Nacido de padres sardos de muy modesta condición, Salvador, al quedar huérfano, se traslada a Barcelona, en donde fue payés hasta su ingreso en el convento franciscano de Jesús. En la comunidad fue portero, hortelano, limosnero, sacristán, cocinero, hiciera lo que hiciese fray Salvador era siempre un vivo ejemplo de piedad y humildad, de alegría y santa despreocupación, que a veces perturbaba a sus superiores, como en el famoso milagro de los ángeles que guisaron por él la mejor de las cenas mientras estaba abstraído rezando.
Empezó a ir de convento en convento, entre ellos el de Horta de San Juan, en Tarragona, de donde tomó el nombre, porque resultaba engorroso en todas las comunidades haciendo enormes y estupendos milagros, no habiendo orden ni paz allí donde estuviera por la afluencia de multitudes.

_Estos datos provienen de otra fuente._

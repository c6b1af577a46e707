//! Shared helpers for integration tests.

#![allow(dead_code)]

pub mod mocks;
use anyhow::Context;
use dossier::{
    AppState, DossierConfig, DossierConfigManager, ResearchServices,
    api::routes,
    cli::{
        Cli, Commands,
        init::{self, InitConfig, InitResult},
        output::Output,
    },
    research::{Query, events::ProgressSink},
    types::{GenerateQueriesRequest, ReportRequest},
    utils::toml_config::{LogFormat, ServerConfig},
};
use std::path::{Path, PathBuf};
use std::process::ExitCode;
use tracing_subscriber::{EnvFilter, layer::SubscriberExt, util::SubscriberInitExt};

#[tokio::main]
async fn main() -> ExitCode {
    dotenvy::dotenv().ok();

    let cli = Cli::parse_args();
    let output = if cli.no_color {
        Output::no_color()
    } else {
        Output::new()
    };

    let command = cli.command.unwrap_or(Commands::Serve {
        host: None,
        port: None,
    });

    let result = match command {
        Commands::Init {
            path,
            force,
            provider,
            host,
            port,
        } => {
            let config = InitConfig {
                path,
                force,
                provider,
                host,
                port,
            };
            match init::run(config, &output) {
                InitResult::Success => Ok(()),
                InitResult::AlreadyExists => return ExitCode::from(2),
                InitResult::Error(e) => Err(anyhow::anyhow!(e)),
            }
        }
        Commands::Config { full, validate } => show_config(&cli.config, full, validate, &output),
        Commands::Serve { host, port } => serve(&cli.config, host, port, cli.verbose).await,
        Commands::Queries {
            topic,
            outline,
            num_queries,
        } => plan_queries(&cli.config, topic, outline, num_queries, cli.verbose, &output).await,
        Commands::Report {
            topic,
            outline,
            queries,
            num_queries,
            reflections,
            collection,
            no_web,
            out,
            progress,
        } => {
            let request = ReportRequest {
                topic,
                report_organization: outline,
                queries: None,
                num_queries,
                search_web: no_web.then_some(false),
                rag_collection: collection,
                reflection_count: reflections,
            };
            write_report(&cli.config, request, queries, out, progress, cli.verbose, &output).await
        }
    };

    match result {
        Ok(()) => ExitCode::SUCCESS,
        Err(e) => {
            output.error(&format!("{:#}", e));
            ExitCode::FAILURE
        }
    }
}

/// Install the global subscriber; `RUST_LOG` wins over the configured level
fn init_tracing(server: &ServerConfig, verbose: bool) {
    let default_level = if verbose {
        "debug".to_string()
    } else {
        server.log_level.clone()
    };
    let filter = EnvFilter::try_from_default_env()
        .unwrap_or_else(|_| EnvFilter::new(format!("{},tower_http=info", default_level)));

    let json = server.log_format == LogFormat::Json;
    let json_layer = json.then(|| {
        tracing_subscriber::fmt::layer()
            .json()
            .with_writer(std::io::stderr)
    });
    let pretty_layer = (!json).then(|| tracing_subscriber::fmt::layer().with_writer(std::io::stderr));

    tracing_subscriber::registry()
        .with(filter)
        .with(json_layer)
        .with(pretty_layer)
        .init();
}

async fn serve(
    config_path: &Path,
    host: Option<String>,
    port: Option<u16>,
    verbose: bool,
) -> anyhow::Result<()> {
    let mut config_manager = DossierConfigManager::new(config_path)
        .with_context(|| format!("loading {}", config_path.display()))?;
    let config = config_manager.config();
    init_tracing(&config.server, verbose);

    if let Err(e) = config_manager.start_watching() {
        tracing::warn!(error = %e, "Config hot reload disabled");
    }
    for warning in config.validate_with_warnings()? {
        tracing::warn!(kind = ?warning.kind, "{}", warning);
    }

    let services = ResearchServices::from_config(&config).await?;
    let state = AppState {
        config_manager: std::sync::Arc::new(config_manager),
        services,
    };

    let addr = format!(
        "{}:{}",
        host.unwrap_or_else(|| config.server.host.clone()),
        port.unwrap_or(config.server.port)
    );
    let listener = tokio::net::TcpListener::bind(&addr)
        .await
        .with_context(|| format!("binding {}", addr))?;
    tracing::info!(%addr, "Dossier listening");

    axum::serve(listener, routes::app(state))
        .with_graceful_shutdown(shutdown_signal())
        .await?;

    tracing::info!("Server stopped");
    Ok(())
}

async fn shutdown_signal() {
    if let Err(e) = tokio::signal::ctrl_c().await {
        tracing::error!(error = %e, "Failed to listen for shutdown signal");
    }
}

async fn load_services(config_path: &Path, verbose: bool) -> anyhow::Result<(DossierConfig, ResearchServices)> {
    let config = DossierConfig::load(config_path)
        .with_context(|| format!("loading {}", config_path.display()))?;
    init_tracing(&config.server, verbose);
    let services = ResearchServices::from_config(&config).await?;
    Ok((config, services))
}

async fn plan_queries(
    config_path: &Path,
    topic: String,
    outline: String,
    num_queries: Option<usize>,
    verbose: bool,
    output: &Output,
) -> anyhow::Result<()> {
    let (config, services) = load_services(config_path, verbose).await?;
    let request = GenerateQueriesRequest {
        topic,
        report_organization: outline,
        num_queries,
    };

    let queries = services
        .controller(&config)
        .generate_queries(&request, ProgressSink::disabled())
        .await?;

    if queries.is_empty() {
        output.warning("The planner returned no queries");
    }
    for (i, query) in queries.iter().enumerate() {
        output.query(i + 1, &query.section, &query.text);
    }
    Ok(())
}

async fn write_report(
    config_path: &Path,
    mut request: ReportRequest,
    queries_file: Option<PathBuf>,
    out: Option<PathBuf>,
    progress: bool,
    verbose: bool,
    output: &Output,
) -> anyhow::Result<()> {
    if let Some(path) = queries_file {
        let raw = std::fs::read_to_string(&path)
            .with_context(|| format!("reading {}", path.display()))?;
        let queries: Vec<Query> = serde_json::from_str(&raw)
            .with_context(|| format!("parsing queries from {}", path.display()))?;
        request.queries = Some(queries);
    }

    let (config, services) = load_services(config_path, verbose).await?;
    let controller = services.controller(&config);

    let (sink, mut rx) = if progress {
        let (sink, rx) = ProgressSink::channel();
        (sink, Some(rx))
    } else {
        (ProgressSink::disabled(), None)
    };

    let run = controller.run(&request, sink);
    let report = match rx.as_mut() {
        Some(rx) => {
            tokio::pin!(run);
            loop {
                tokio::select! {
                    result = &mut run => break result?,
                    Some(event) = rx.recv() => output.progress(&event.stage, &event.text),
                }
            }
        }
        None => run.await?,
    };

    match out {
        Some(path) => {
            std::fs::write(&path, &report.markdown)
                .with_context(|| format!("writing {}", path.display()))?;
            output.success(&format!(
                "Wrote {} ({} sources, {:.1}s)",
                path.display(),
                report.sources.len(),
                report.duration.as_secs_f64()
            ));
        }
        None => println!("{}", report.markdown),
    }
    Ok(())
}

fn show_config(config_path: &Path, full: bool, validate: bool, output: &Output) -> anyhow::Result<()> {
    let config = DossierConfig::load(config_path)
        .with_context(|| format!("loading {}", config_path.display()))?;

    output.header("Configuration");
    output.kv("file", &config_path.display().to_string());
    output.kv(
        "server",
        &format!("{}:{}", config.server.host, config.server.port),
    );
    output.kv("reasoning model", &config.research.reasoning_model);
    output.kv("writer model", &config.research.writer_model);
    output.kv("knowledge base", &config.knowledge_base.base_url);
    output.kv("web fallback", &config.research.search_web.to_string());

    output.subheader("Models");
    let mut models: Vec<_> = config.models.iter().collect();
    models.sort_by(|a, b| a.0.cmp(b.0));
    for (name, model) in models {
        output.list_item(&format!("{} -> {} ({})", name, model.model, model.provider));
    }

    if validate {
        let warnings = config.validate_with_warnings()?;
        if warnings.is_empty() {
            output.success("Configuration is valid");
        } else {
            for warning in &warnings {
                output.warning(&warning.to_string());
            }
        }
    }

    if full {
        output.subheader("Full configuration");
        println!("{}", toml::to_string_pretty(&config)?);
    }
    Ok(())
}
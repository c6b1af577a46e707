//! Per-run plumbing shared by every stage: timeouts, progress events, and
//! provider-health accounting.

use crate::llm::LLMClient;
use crate::research::events::ProgressSink;
use crate::research::text::{self, REASONING_CLOSE};
use crate::types::{AppError, Result};
use futures::StreamExt;
use std::future::Future;
use std::sync::Arc;
use std::sync::atomic::{AtomicUsize, Ordering};
use std::time::Duration;

/// Models that only emit a reasoning trace when asked to
const REASONING_TOGGLE_MODEL: &str = "nemotron";
const REASONING_TOGGLE_PROMPT: &str = "detailed thinking on";

/// System prompt needed for `model` to produce a reasoning trace, if any
pub fn system_prompt_for(model: &str) -> Option<&'static str> {
    model
        .to_lowercase()
        .contains(REASONING_TOGGLE_MODEL)
        .then_some(REASONING_TOGGLE_PROMPT)
}

/// Success and failure counts per provider kind over one run
#[derive(Debug, Default)]
pub struct ProviderHealth {
    completion_ok: AtomicUsize,
    completion_failed: AtomicUsize,
    search_ok: AtomicUsize,
    search_failed: AtomicUsize,
}

impl ProviderHealth {
    pub fn record_completion(&self, ok: bool) {
        let counter = if ok {
            &self.completion_ok
        } else {
            &self.completion_failed
        };
        counter.fetch_add(1, Ordering::Relaxed);
    }

    pub fn record_search(&self, ok: bool) {
        let counter = if ok {
            &self.search_ok
        } else {
            &self.search_failed
        };
        counter.fetch_add(1, Ordering::Relaxed);
    }

    /// Describes the outage when every call of one kind failed
    pub fn outage(&self) -> Option<String> {
        let completion_ok = self.completion_ok.load(Ordering::Relaxed);
        let completion_failed = self.completion_failed.load(Ordering::Relaxed);
        if completion_ok == 0 && completion_failed > 0 {
            return Some(format!(
                "all {} completion calls failed",
                completion_failed
            ));
        }

        let search_ok = self.search_ok.load(Ordering::Relaxed);
        let search_failed = self.search_failed.load(Ordering::Relaxed);
        if search_ok == 0 && search_failed > 0 {
            return Some(format!("all {} search calls failed", search_failed));
        }

        None
    }
}

#[derive(Debug, Clone)]
pub struct StageContext {
    pub events: ProgressSink,
    pub health: Arc<ProviderHealth>,
    /// Bound on each individual provider call
    pub timeout: Duration,
    pub require_reasoning_trace: bool,
}

impl StageContext {
    pub fn new(events: ProgressSink, timeout: Duration, require_reasoning_trace: bool) -> Self {
        Self {
            events,
            health: Arc::new(ProviderHealth::default()),
            timeout,
            require_reasoning_trace,
        }
    }

    /// Payload of a structured stage's output, honoring the trace setting
    pub fn structured_payload(&self, raw: &str) -> Option<String> {
        text::structured_payload(raw, self.require_reasoning_trace)
    }

    /// One completion call bounded by `limit`, counted toward provider health
    pub async fn complete(&self, llm: &dyn LLMClient, prompt: &str, limit: Duration) -> Result<String> {
        let call = async {
            match system_prompt_for(llm.model_name()) {
                Some(system) => llm.generate_with_system(system, prompt).await,
                None => llm.generate(prompt).await,
            }
        };

        let result = bounded(limit, "completion", call).await;
        self.health.record_completion(result.is_ok());
        result
    }

    /// Streamed completion; reasoning chunks are forwarded as progress
    /// events under `stage` until the closing delimiter appears.
    pub async fn complete_streaming(
        &self,
        llm: &dyn LLMClient,
        prompt: &str,
        stage: &str,
        limit: Duration,
    ) -> Result<String> {
        let call = async {
            let mut stream = match system_prompt_for(llm.model_name()) {
                Some(system) => llm.stream_with_system(system, prompt).await?,
                None => llm.stream(prompt).await?,
            };

            let mut buffer = String::new();
            let mut reasoning_done = false;
            while let Some(chunk) = stream.next().await {
                let chunk = chunk?;
                let scanned = buffer.len();
                buffer.push_str(&chunk);
                if !reasoning_done {
                    if reasoning_closed_since(&buffer, scanned) {
                        reasoning_done = true;
                    } else {
                        self.events.emit(stage, chunk);
                    }
                }
            }

            Ok::<String, AppError>(buffer)
        };

        let result = bounded(limit, "streamed completion", call).await;
        self.health.record_completion(result.is_ok());
        result
    }

    /// Record a search call's outcome and pass it through
    pub fn track_search<T>(&self, result: Result<T>) -> Result<T> {
        self.health.record_search(result.is_ok());
        result
    }
}

/// Whether the reasoning delimiter appears in `buffer` past byte `scanned`,
/// including one split across the previous chunk boundary
fn reasoning_closed_since(buffer: &str, scanned: usize) -> bool {
    let needle = REASONING_CLOSE.as_bytes();
    let start = scanned.saturating_sub(needle.len() - 1).min(buffer.len());
    buffer.as_bytes()[start..]
        .windows(needle.len())
        .any(|window| window == needle)
}

/// Run `fut` under `limit`, turning expiry into [`AppError::Timeout`]
pub async fn bounded<T, F>(limit: Duration, what: &str, fut: F) -> Result<T>
where
    F: Future<Output = Result<T>>,
{
    match tokio::time::timeout(limit, fut).await {
        Ok(result) => result,
        Err(_) => Err(AppError::Timeout(format!(
            "{} exceeded {:?}",
            what, limit
        ))),
    }
}
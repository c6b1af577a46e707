//! API request handlers.
//!
//! This module contains all HTTP request handlers organized by functionality.

/// Artifact question answering and rewrites.
pub mod artifact;
/// Collection listing and health check.
pub mod collections;
/// Query planning and report generation handlers.
pub mod research;
//! Research queries and their origin tag.

use serde::{Deserialize, Deserializer, Serialize};
use utoipa::ToSchema;

/// Rationale carried by every query the reflection stage produces
pub const REFLECTION_RATIONALE: &str = "Reflection-based query";

/// Section for queries that arrive without one
pub const UNASSIGNED_SECTION: &str = "Additional Findings";

#[derive(Debug, Clone, Copy, Default, PartialEq, Eq, Serialize, Deserialize, ToSchema)]
#[serde(rename_all = "lowercase")]
pub enum QueryOrigin {
    /// Planned up front or supplied by the caller
    #[default]
    Initial,
    /// Produced by the reflection stage to fill a knowledge gap
    Reflection,
}

impl QueryOrigin {
    /// Origin implied by a rationale string, for queries that arrive without
    /// an explicit tag.
    pub fn from_rationale(rationale: &str) -> Self {
        if rationale.contains(REFLECTION_RATIONALE) {
            QueryOrigin::Reflection
        } else {
            QueryOrigin::Initial
        }
    }
}

/// One search query aimed at one report section.
#[derive(Debug, Clone, PartialEq, Eq, Serialize, ToSchema)]
pub struct Query {
    #[serde(rename = "query")]
    pub text: String,
    #[serde(rename = "report_section")]
    pub section: String,
    pub rationale: String,
    pub origin: QueryOrigin,
}

impl Query {
    pub fn new(
        text: impl Into<String>,
        section: impl Into<String>,
        rationale: impl Into<String>,
    ) -> Self {
        Self {
            text: text.into(),
            section: section.into(),
            rationale: rationale.into(),
            origin: QueryOrigin::Initial,
        }
    }

    pub fn reflection(text: impl Into<String>, section: impl Into<String>) -> Self {
        Self {
            text: text.into(),
            section: section.into(),
            rationale: REFLECTION_RATIONALE.to_string(),
            origin: QueryOrigin::Reflection,
        }
    }

    pub fn is_reflection(&self) -> bool {
        self.origin == QueryOrigin::Reflection
    }
}

impl<'de> Deserialize<'de> for Query {
    fn deserialize<D: Deserializer<'de>>(deserializer: D) -> Result<Self, D::Error> {
        #[derive(Deserialize)]
        struct Wire {
            query: String,
            #[serde(default, alias = "section")]
            report_section: String,
            #[serde(default)]
            rationale: String,
            #[serde(default)]
            origin: Option<QueryOrigin>,
        }

        let wire = Wire::deserialize(deserializer)?;
        let origin = wire
            .origin
            .unwrap_or_else(|| QueryOrigin::from_rationale(&wire.rationale));

        let section = match wire.report_section.trim() {
            "" => UNASSIGNED_SECTION.to_string(),
            name => name.to_string(),
        };

        Ok(Query {
            text: wire.query,
            section,
            rationale: wire.rationale,
            origin,
        })
    }
}
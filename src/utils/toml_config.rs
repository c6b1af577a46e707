//! TOML-based configuration for Dossier
//!
//! This module provides declarative configuration for providers, models, the
//! research pipeline, and the search backends via a TOML file (`dossier.toml`).
//!
//! # Hot Reloading
//!
//! Configuration changes are automatically detected and applied at runtime.
//! Use `DossierConfigManager` for thread-safe access to the current configuration.

use arc_swap::ArcSwap;
use notify::{Event, RecommendedWatcher, RecursiveMode, Watcher};
use parking_lot::RwLock;
use serde::{Deserialize, Serialize};
use std::collections::{HashMap, HashSet};
use std::fs;
use std::path::{Path, PathBuf};
use std::sync::Arc;
use std::time::Duration;
use tokio::sync::mpsc;
use tracing::{error, info, warn};

/// Root configuration structure loaded from dossier.toml
#[derive(Debug, Clone, Default, Serialize, Deserialize)]
pub struct DossierConfig {
    #[serde(default)]
    pub server: ServerConfig,

    /// Named LLM provider configurations
    #[serde(default)]
    pub providers: HashMap<String, ProviderConfig>,

    /// Named model configurations that reference providers
    #[serde(default)]
    pub models: HashMap<String, ModelConfig>,

    #[serde(default)]
    pub research: ResearchConfig,

    #[serde(default)]
    pub knowledge_base: KnowledgeBaseConfig,

    #[serde(default)]
    pub web_search: WebSearchConfig,

    #[serde(default)]
    pub artifact: ArtifactConfig,

    /// Demo collections advertised to clients
    #[serde(default)]
    pub collections: Vec<CollectionConfig>,
}

// ============= Server Configuration =============

#[derive(Debug, Clone, Serialize, Deserialize)]
pub struct ServerConfig {
    #[serde(default = "default_host")]
    pub host: String,

    #[serde(default = "default_port")]
    pub port: u16,

    #[serde(default = "default_log_level")]
    pub log_level: String,

    #[serde(default)]
    pub log_format: LogFormat,
}

#[derive(Debug, Clone, Copy, Default, PartialEq, Eq, Serialize, Deserialize)]
#[serde(rename_all = "lowercase")]
pub enum LogFormat {
    #[default]
    Pretty,
    Json,
}
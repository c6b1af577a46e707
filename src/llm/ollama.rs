use crate::llm::client::{LLMClient, TextStream};
use crate::types::{AppError, Result};
use async_stream::stream;
use async_trait::async_trait;
use futures::StreamExt;
use ollama_rs::{
    Ollama,
    generation::chat::{ChatMessage, request::ChatMessageRequest},
};

const DEFAULT_PORT: u16 = 11434;

pub struct OllamaClient {
    client: Ollama,
    model: String,
}

impl OllamaClient {
    pub async fn new(base_url: String, model: String) -> Result<Self> {
        let (host, port) = split_base_url(&base_url);
        let client = Ollama::new(host, port);

        Ok(Self { client, model })
    }

    async fn chat(&self, messages: Vec<ChatMessage>) -> Result<String> {
        let request = ChatMessageRequest::new(self.model.clone(), messages);

        let response = self
            .client
            .send_chat_messages(request)
            .await
            .map_err(|e| AppError::LLM(format!("Ollama error: {}", e)))?;

        Ok(response.message.content)
    }

    async fn chat_stream(&self, messages: Vec<ChatMessage>) -> Result<TextStream> {
        let request = ChatMessageRequest::new(self.model.clone(), messages);

        let mut stream_response = self
            .client
            .send_chat_messages_stream(request)
            .await
            .map_err(|e| AppError::LLM(format!("Ollama stream error: {}", e)))?;

        let output_stream = stream! {
            while let Some(chunk_result) = stream_response.next().await {
                match chunk_result {
                    Ok(chunk) => {
                        let content = chunk.message.content;
                        if !content.is_empty() {
                            yield Ok(content);
                        }
                    }
                    Err(_) => {
                        yield Err(AppError::LLM("Stream chunk error".to_string()));
                        break;
                    }
                }
            }
        };

        Ok(Box::new(Box::pin(output_stream)))
    }
}

/// Split `scheme://host:port` into the `scheme://host` and port halves
/// that `Ollama::new` expects.
fn split_base_url(base_url: &str) -> (String, u16) {
    let (scheme, rest) = base_url
        .trim_end_matches('/')
        .split_once("://")
        .unwrap_or(("http", base_url));

    match rest.rsplit_once(':') {
        Some((host, port)) => (
            format!("{}://{}", scheme, host),
            port.parse().unwrap_or(DEFAULT_PORT),
        ),
        None => (format!("{}://{}", scheme, rest), DEFAULT_PORT),
    }
}

#[async_trait]
impl LLMClient for OllamaClient {
    async fn generate(&self, prompt: &str) -> Result<String> {
        self.chat(vec![ChatMessage::user(prompt.to_string())]).await
    }

    async fn generate_with_system(&self, system: &str, prompt: &str) -> Result<String> {
        self.chat(vec![
            ChatMessage::system(system.to_string()),
            ChatMessage::user(prompt.to_string()),
        ])
        .await
    }

    async fn generate_with_history(&self, messages: &[(String, String)]) -> Result<String> {
        let chat_messages: Vec<ChatMessage> = messages
            .iter()
            .map(|(role, content)| match role.as_str() {
                "system" => ChatMessage::system(content.clone()),
                "assistant" => ChatMessage::assistant(content.clone()),
                _ => ChatMessage::user(content.clone()),
            })
            .collect();

        self.chat(chat_messages).await
    }

    async fn stream(&self, prompt: &str) -> Result<TextStream> {
        self.chat_stream(vec![ChatMessage::user(prompt.to_string())])
            .await
    }

    async fn stream_with_system(&self, system: &str, prompt: &str) -> Result<TextStream> {
        self.chat_stream(vec![
            ChatMessage::system(system.to_string()),
            ChatMessage::user(prompt.to_string()),
        ])
        .await
    }

    fn model_name(&self) -> &str {
        &self.model
    }
}
//! Mock implementations for testing.
//!
//! Scripted stand-ins for the three external collaborators so the pipeline
//! can run end to end without a model server or search backend.

use async_trait::async_trait;
use dossier::llm::{LLMClient, TextStream};
use dossier::research::Collaborators;
use dossier::research::services::ResearchServices;
use dossier::tools::{KnowledgeBase, KnowledgeBaseAnswer, WebResult, WebSearch};
use dossier::types::{AppError, Result};
use dossier::utils::toml_config::DossierConfig;
use futures::stream::{self, StreamExt};
use parking_lot::Mutex;
use std::collections::HashMap;
use std::sync::Arc;
use std::time::Duration;

/// Mock LLM client that answers by prompt content.
///
/// The first rule whose needle occurs in the prompt decides the response;
/// prompts matching no rule get the fallback. Every prompt is recorded.
///
/// ```ignore
/// let llm = MockLLMClient::new("fallback")
///     .on("executive summary", "Short summary.")
///     .failing_on("knowledge gaps");
/// ```
#[derive(Clone, Default)]
pub struct MockLLMClient {
    rules: Vec<(String, String)>,
    failures: Vec<String>,
    fallback: String,
    always_fail: bool,
    prompts: Arc<Mutex<Vec<String>>>,
}

impl MockLLMClient {
    /// Create a new mock client that returns the given response.
    pub fn new(fallback: &str) -> Self {
        Self {
            fallback: fallback.to_string(),
            ..Self::default()
        }
    }

    /// Create a mock client that always returns an error.
    pub fn failing() -> Self {
        Self {
            always_fail: true,
            ..Self::default()
        }
    }

    /// Respond with `response` when the prompt contains `needle`
    pub fn on(mut self, needle: &str, response: &str) -> Self {
        self.rules.push((needle.to_string(), response.to_string()));
        self
    }

    /// Fail when the prompt contains `needle`
    pub fn failing_on(mut self, needle: &str) -> Self {
        self.failures.push(needle.to_string());
        self
    }

    /// Every prompt received so far, in call order
    pub fn prompts(&self) -> Vec<String> {
        self.prompts.lock().clone()
    }

    pub fn prompts_containing(&self, needle: &str) -> Vec<String> {
        self.prompts()
            .into_iter()
            .filter(|p| p.contains(needle))
            .collect()
    }

    fn respond(&self, prompt: &str) -> Result<String> {
        self.prompts.lock().push(prompt.to_string());

        if self.always_fail || self.failures.iter().any(|f| prompt.contains(f.as_str())) {
            return Err(AppError::LLM("Mock LLM failure".to_string()));
        }

        Ok(self
            .rules
            .iter()
            .find(|(needle, _)| prompt.contains(needle.as_str()))
            .map(|(_, response)| response.clone())
            .unwrap_or_else(|| self.fallback.clone()))
    }

    /// Split a response into five-character chunks
    fn chunked(response: String) -> TextStream {
        let chunks: Vec<String> = response
            .chars()
            .collect::<Vec<_>>()
            .chunks(5)
            .map(|c| c.iter().collect())
            .collect();

        Box::new(stream::iter(chunks.into_iter().map(Ok)).boxed())
    }
}

#[async_trait]
impl LLMClient for MockLLMClient {
    async fn generate(&self, prompt: &str) -> Result<String> {
        self.respond(prompt)
    }

    async fn generate_with_system(&self, _system: &str, prompt: &str) -> Result<String> {
        self.respond(prompt)
    }

    async fn generate_with_history(&self, messages: &[(String, String)]) -> Result<String> {
        let joined = messages
            .iter()
            .map(|(role, content)| format!("{}: {}", role, content))
            .collect::<Vec<_>>()
            .join("\n");
        self.respond(&joined)
    }

    async fn stream(&self, prompt: &str) -> Result<TextStream> {
        self.respond(prompt).map(Self::chunked)
    }

    async fn stream_with_system(&self, _system: &str, prompt: &str) -> Result<TextStream> {
        self.respond(prompt).map(Self::chunked)
    }

    fn model_name(&self) -> &str {
        "mock-model"
    }
}

/// Mock knowledge base with per-query answers, delays and failures.
#[derive(Clone, Default)]
pub struct MockKnowledgeBase {
    answers: HashMap<String, String>,
    delays: HashMap<String, Duration>,
    always_fail: bool,
    calls: Arc<Mutex<Vec<(String, String)>>>,
}

impl MockKnowledgeBase {
    /// Answers every query with `KB answer for <query>`
    pub fn new() -> Self {
        Self::default()
    }

    pub fn failing() -> Self {
        Self {
            always_fail: true,
            ..Self::default()
        }
    }

    pub fn with_answer(mut self, query: &str, answer: &str) -> Self {
        self.answers.insert(query.to_string(), answer.to_string());
        self
    }

    pub fn with_delay(mut self, query: &str, delay: Duration) -> Self {
        self.delays.insert(query.to_string(), delay);
        self
    }

    /// `(query, collection)` pairs received so far
    pub fn calls(&self) -> Vec<(String, String)> {
        self.calls.lock().clone()
    }
}

#[async_trait]
impl KnowledgeBase for MockKnowledgeBase {
    async fn search(&self, query: &str, collection: &str) -> Result<KnowledgeBaseAnswer> {
        self.calls
            .lock()
            .push((query.to_string(), collection.to_string()));

        if let Some(delay) = self.delays.get(query) {
            tokio::time::sleep(*delay).await;
        }
        if self.always_fail {
            return Err(AppError::KnowledgeBase("Mock knowledge base offline".to_string()));
        }

        let answer = self
            .answers
            .get(query)
            .cloned()
            .unwrap_or_else(|| format!("KB answer for {}", query));
        Ok(KnowledgeBaseAnswer {
            answer,
            citation: format!("{}.pdf", query.replace(' ', "_")),
        })
    }
}

/// One recorded web search call
#[derive(Debug, Clone, PartialEq)]
pub struct WebCall {
    pub query: String,
    pub max_results: usize,
    pub include: Vec<String>,
    pub exclude: Vec<String>,
}

/// Mock web search returning canned results and recording every call.
#[derive(Clone, Default)]
pub struct MockWebSearch {
    results: Vec<WebResult>,
    always_fail: bool,
    calls: Arc<Mutex<Vec<WebCall>>>,
}

impl MockWebSearch {
    pub fn new(results: Vec<WebResult>) -> Self {
        Self {
            results,
            ..Self::default()
        }
    }

    pub fn failing() -> Self {
        Self {
            always_fail: true,
            ..Self::default()
        }
    }

    pub fn calls(&self) -> Vec<WebCall> {
        self.calls.lock().clone()
    }
}

#[async_trait]
impl WebSearch for MockWebSearch {
    async fn search(
        &self,
        query: &str,
        max_results: usize,
        include_domains: &[String],
        exclude_domains: &[String],
    ) -> Result<Vec<WebResult>> {
        self.calls.lock().push(WebCall {
            query: query.to_string(),
            max_results,
            include: include_domains.to_vec(),
            exclude: exclude_domains.to_vec(),
        });

        if self.always_fail {
            return Err(AppError::WebSearch("Mock web search offline".to_string()));
        }
        Ok(self.results.clone())
    }
}

pub fn web_result(content: &str, url: &str, score: f64) -> WebResult {
    WebResult {
        content: content.to_string(),
        url: url.to_string(),
        score,
    }
}

/// Services wired to the given mocks; one LLM plays every role
pub fn services(
    llm: &MockLLMClient,
    knowledge_base: &MockKnowledgeBase,
    web: &MockWebSearch,
    config: &DossierConfig,
) -> ResearchServices {
    let llm: Arc<dyn LLMClient> = Arc::new(llm.clone());
    ResearchServices::new(
        Collaborators {
            reasoning: llm.clone(),
            writer: llm.clone(),
            artifact: llm,
            knowledge_base: Arc::new(knowledge_base.clone()),
            web: Arc::new(web.clone()),
        },
        config,
    )
}

/// Config with short timeouts suitable for tests
pub fn test_config() -> DossierConfig {
    let mut config = DossierConfig::default();
    config.research.timeout_secs = 5;
    config.research.reflection_rounds = 1;
    config
}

Se le prohibió que hiciese milagros, pero en vano, porque aquél chorro de prodigios era incontenible e involuntario. Se amotinaron los fieles cuando no se le dejaba aparecer en público, fue procesado por la Inquisición, que declaró purísimos sus actos y su doctrina. El propio rey Felipe II quiso conocerle y le llamó a Madrid. «¿Qué ganaréis con ver a un pobre cocinero del padre San Francisco?», le dijo al gran monarca en catalán, la única lengua que hablaba.
Por fin, en uno de sus traslados, San Salvador de Horta murió en Cagliari, la tierra de sus padres, y el recuerdo de aquél frailecito de los milagros alegres con un candor en la fe que le hacía omnipotente, ha llegado hasta nosotros como un conmovedor testimonio de la unión con Dios.
Fuente. La casa de los Santos. Un Santo para cada día. Carlos Pujol.